Scepticism is a school of thought that can be traced back to the ancient Greeks - in particular Pyrrho and the delightfully named Sextus Empiricus. These two thinkers were very early bullshit spotters, preferring to suspend judgement and seek empirical evidence for the outlandish claims made by the ancestors of today's quality managers. Rather touchingly, Pyrrho claimed that scepticism enabled people to be free from worry. Personally I am still struggling with that one!
Pyrrho's scepticism posed three basic questions:
1. What things are and how they appear.
2. How we are related to these things.
3. What our attitude to these things ought to be.
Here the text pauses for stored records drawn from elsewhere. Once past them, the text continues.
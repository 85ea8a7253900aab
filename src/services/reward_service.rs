use super::treasury::Treasury;
use crate::bracket::{quote_reward, RewardQuote};
use crate::error::{AppError, AppResult};
use crate::models::{CertificateId, PoolId};
use crate::notifier::{EngineEvent, EventNotifier};
use crate::repositories::{DistributionRepository, PoolRepository};
use std::sync::Arc;
use tracing::{debug, info, warn};

/// Service turning leaderboard ranks into payouts
pub struct RewardService {
    pool_repo: Arc<PoolRepository>,
    distribution_repo: Arc<DistributionRepository>,
    treasury: Arc<dyn Treasury>,
    notifier: EventNotifier,
}

impl RewardService {
    pub fn new(
        pool_repo: Arc<PoolRepository>,
        distribution_repo: Arc<DistributionRepository>,
        treasury: Arc<dyn Treasury>,
        notifier: EventNotifier,
    ) -> Self {
        Self {
            pool_repo,
            distribution_repo,
            treasury,
            notifier,
        }
    }

    /// Reward owed to a 1-indexed rank of the pool
    pub async fn calc_reward(&self, pool_id: PoolId, rank: usize) -> AppResult<RewardQuote> {
        let handle = self.pool_repo.get(pool_id).await?;
        let pool = handle.lock().await;
        let distribution = self.distribution_repo.get(pool.reward_distribution_id).await?;

        Ok(quote_reward(
            pool.total_funds,
            pool.royalty_bps,
            &distribution,
            rank,
        )?)
    }

    /// Pay a winner its reward, once
    ///
    /// The certificate is only marked as claimed when the treasury accepted the payout.
    pub async fn claim(&self, pool_id: PoolId, certificate_id: CertificateId) -> AppResult<u128> {
        let handle = self.pool_repo.get(pool_id).await?;
        let mut pool = handle.lock().await;
        let distribution = self.distribution_repo.get(pool.reward_distribution_id).await?;

        let rank = pool
            .leaderboard
            .top(distribution.max_winners())
            .iter()
            .position(|&id| id == certificate_id)
            .map(|idx| idx + 1)
            .ok_or_else(|| {
                warn!("Certificate {} is not a winner of pool {}", certificate_id, pool_id);
                AppError::NotInWinners {
                    pool_id,
                    certificate_id,
                }
            })?;

        if pool.has_claimed(certificate_id) {
            debug!(
                "Certificate {} already claimed from pool {}",
                certificate_id, pool_id
            );
            return Err(AppError::AlreadyClaimed {
                pool_id,
                certificate_id,
            });
        }

        let quote = quote_reward(pool.total_funds, pool.royalty_bps, &distribution, rank)?;
        self.treasury.pay(pool_id, certificate_id, quote.reward)?;
        pool.claimed.insert(certificate_id);

        info!(
            "Certificate {} claimed {} from pool {} (rank {}, tier {})",
            certificate_id, quote.reward, pool_id, rank, quote.tier
        );
        self.notifier.publish(EngineEvent::RewardClaimed {
            pool_id,
            certificate_id,
            amount: quote.reward,
        });

        Ok(quote.reward)
    }
}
The modern day quality manager, with his or her box of tools, tends to jump straight to the third question, ignoring the critical context provided by the other two. I once witnessed a local council waste thousands of pounds on Prince2 training following a negative national government assessment of the service. As the government official who signed off that assessment, I knew it was crap and never expected that council to do anything other than throw it in the bin. But instead they appointed a "project manager" and dived into an 18 month "change programme" - all based on a fantasy that a "project initiation document" would deliver "success" (not for the customer, but for the next government assessment). No one stopped to ask whether the original assessment had any valid basis. Nor did anyone try to explain what the council and its employees could have done differently or better. My scepticism was born.
Scepticism often gets a very bad name, especially amongst senior "leaders" in an organisation. Often confused with disruptiveness or cynicism, the sceptic is seen as a threat to conventional wisdom and the complacent established world view of the "command and control" leader and his quality managers. The sceptic is seen as someone who is out to destroy, rather than create. However, all a sceptic seeks to do is to ask for the theory behind a particular action, and empirical evidence that it has some validity (or at least is not false).
As someone who used to be a firm adherent to the idea of improving performance through setting targets and rewarding those who won the game, I have seen the dreadful harm that has often been done. After one of my service assessments, a manager was dismissed and marched out of the building. Plenty of others were reduced to tears. Needless to say I now take take a different view to the value of performance targets.
Scepticism is an essential antidote to the self serving theories of those who seek to manage organisations through use of quality tools and financial reward. I still claim to be a manager - of people and projects. But I am now a sceptical manager, who appreciates that each and every theory I form and subsequent decision I take may have consequences that I never intended. I invite you to join me in the world of scepticism.